Beer and Food Pairings are springing up at restaurants all across the country. While in the Pacific Northwest I attended just such a dinner at Dukes Chowder House in Tacoma, Washington where Executive Chef Bill Raninger created a menu with each course paired to a unique Deschutes beer, as well as used the beer as an ingredient in many of the dishes. Deschutes is a Pacific Northwest brewery that was founded in 1988 by Gary Fish and has two locations; one in Bend, Oregon and one in Portland, Oregon. Here is a recap of the beer and food that was enjoyed at the dinner.
Cascade Golden Ale
Chef Raninger welcomed us and started off by explaining, “All of the courses were inspired by the beer.” As with wine, beer dinners usually progress from light and crisp to dark and heavy. We began our first course with Cascade Golden Ale paired with our first course, wild Mexican white prawns sautéed with fresh rosemary, thyme and basil. Chef Raninger explained that, “wild Mexican white prawns have a little more flavor and sweetness than a black tiger prawn.” A fresh avocado salad with cilantro and cucumber pico de gallo was used to accent the flavor of the prawns. Garlic citrus vinaigrette was used to add a little snap over all. Also, to bring harmony to the dish, the prawns were deglazed with the Cascade Golden Ale.
Green Lakes Organic Ale
At most beer dinners there are a couple of courses that prove to be exceptional. This was especially true with the blackened wild king salmon on a bed of organic greens, paired with Deschutes Green Lakes Organic Ale. Sometimes the simple nature of a pairing allows the true flavors of the beer and food to interact and become more than the sum of its parts. The salmon comes from Alaska’s Stickeen River and is then lightly blackened on an iron skillet. Though it did have quite a kick of spiciness, it was very balanced by the lightly sweet and malted character of the Green Lakes Organic Ale. Included with the salmon was a salad of organic field greens tossed with Duke’s blue cheese dressing and accented with Willamette Valley Blueberries and candied pecans. “Duke’s daughter Amy came up with this recipe for candied pecans and it took me about 50 times to get it right!” said Chef Raninger. The sweetness of the blueberries and pecans was a perfect contrast to the hoppy bitterness of the Organic Ale. “No one gets it right every time,” Chef Raninger tells us, “I originally tried poaching the salmon in beer, but it tasted really bad. It doesn’t work all of the time.”

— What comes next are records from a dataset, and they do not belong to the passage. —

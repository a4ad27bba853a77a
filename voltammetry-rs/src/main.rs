fn main() {
    voltammetry_pipeline::cli::run();
}
//! Output directory handling and CSV export of derived curves.

use std::fs::{self, File};
use std::io::BufWriter;
use std::path::Path;

use thiserror::Error;

use crate::processors::cycles::DerivedCurve;

/// Errors that can occur during write operations.
#[derive(Error, Debug)]
pub enum WriteError {
    /// Failed to create the output directory.
    #[error("failed to create directory '{path}': {source}")]
    CreateDirectory {
        path: String,
        #[source]
        source: std::io::Error,
    },

    /// Failed to create or open file for writing.
    #[error("failed to create file '{path}': {source}")]
    CreateFile {
        path: String,
        #[source]
        source: std::io::Error,
    },

    /// Failed to write data to file.
    #[error("failed to write to file '{path}': {source}")]
    WriteFile {
        path: String,
        #[source]
        source: std::io::Error,
    },

    /// CSV writing error.
    #[error("CSV write error for '{path}': {source}")]
    CsvError {
        path: String,
        #[source]
        source: csv::Error,
    },
}

/// Result type for write operations.
pub type Result<T> = std::result::Result<T, WriteError>;

/// Header of the exported curve table.
pub const CURVE_CSV_HEADER: [&str; 6] = [
    "cycle",
    "index",
    "voltage_ref",
    "voltage_rhe",
    "current_density",
    "capacitance",
];

/// Creates a directory and its parents if they don't exist.
pub fn ensure_dir(dir: &Path) -> Result<()> {
    if !dir.as_os_str().is_empty() && !dir.exists() {
        fs::create_dir_all(dir).map_err(|e| WriteError::CreateDirectory {
            path: dir.display().to_string(),
            source: e,
        })?;
    }
    Ok(())
}

/// Creates parent directories for a file path if they don't exist.
fn ensure_parent_dirs(path: &Path) -> Result<()> {
    match path.parent() {
        Some(parent) => ensure_dir(parent),
        None => Ok(()),
    }
}

/// Write derived curves to a long-format CSV.
///
/// One row per sample with the columns in [`CURVE_CSV_HEADER`]. The `cycle`
/// column is 1-based, matching the chart legends.
///
/// # Arguments
///
/// * `path` - Output file path (parent directories will be created if needed)
/// * `curves` - Zero-based cycle index and curve for every cycle to export
pub fn write_curves_csv(path: &Path, curves: &[(usize, &DerivedCurve)]) -> Result<()> {
    ensure_parent_dirs(path)?;

    let file = File::create(path).map_err(|e| WriteError::CreateFile {
        path: path.display().to_string(),
        source: e,
    })?;
    let mut csv_writer = csv::Writer::from_writer(BufWriter::new(file));

    let path_str = path.display().to_string();
    let csv_err = |e: csv::Error| WriteError::CsvError {
        path: path_str.clone(),
        source: e,
    };

    csv_writer.write_record(CURVE_CSV_HEADER).map_err(csv_err)?;

    for &(cycle, curve) in curves {
        for k in 0..curve.len() {
            csv_writer
                .write_record(&[
                    (cycle + 1).to_string(),
                    k.to_string(),
                    curve.voltage_ref[k].to_string(),
                    curve.voltage_rhe[k].to_string(),
                    curve.current_density[k].to_string(),
                    curve.capacitance[k].to_string(),
                ])
                .map_err(csv_err)?;
        }
    }

    csv_writer.flush().map_err(|e| WriteError::WriteFile {
        path: path_str.clone(),
        source: e,
    })?;

    Ok(())
}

The next course is a staple on the coast, beer battered fish and chips. Keeping with the evenings theme Chef Raninger battered the fish in Inversion IPA and served it with sweet potato fries and house made tarter sauce, which includes a fair amount of capers. The fish was moist with a thin crispy batter and cooked perfectly. One of the great things about pairing beer with fried foods is the carbonation. Carbonation has a cleansing aspect that prepares your palette for the next forkful of flavor. IPA’s have intense hop bitterness and the Inversion is no exception, its hop character was well balanced by the sweet potato fries.
Cheeseburger sliders and fries paired with Buzzsaw Brown soon followed. Sliders have become a ubiquitous addition to menus all across the country, and like pizza, it is a favorite with beer. Using a subtle hint of fresh herbs in the all-natural beef added an extra depth to the flavor of the slider. Again Chef Raninger used the beer as an ingredient in the meal by reducing seven bottles of Buzz Saw Brown and creating a beer inspired mustard sauce to accompany the burgers – it lead your palate from burger to beer.
Black Butte Porter
A tasting menu is never complete without a dessert and this evenings was not a disappointment. Chef Raninger prepared a homemade vanilla ice cream, swirled with homemade caramel sauce that was floated in a pint of Black Butte Porter. Many of you are balking at the notion of ice cream and beer right now, but I tell you that this is one of the best flavor combinations ever. The bitterness of the porter is contrasted by the sweetness of the caramel sauce and ice cream. The only flaw in a beer float is that the temperature of the beer is kept so cold by the ice cream you miss some of the more subtle flavors, but even that is not enough to sway me from this flavor sensation.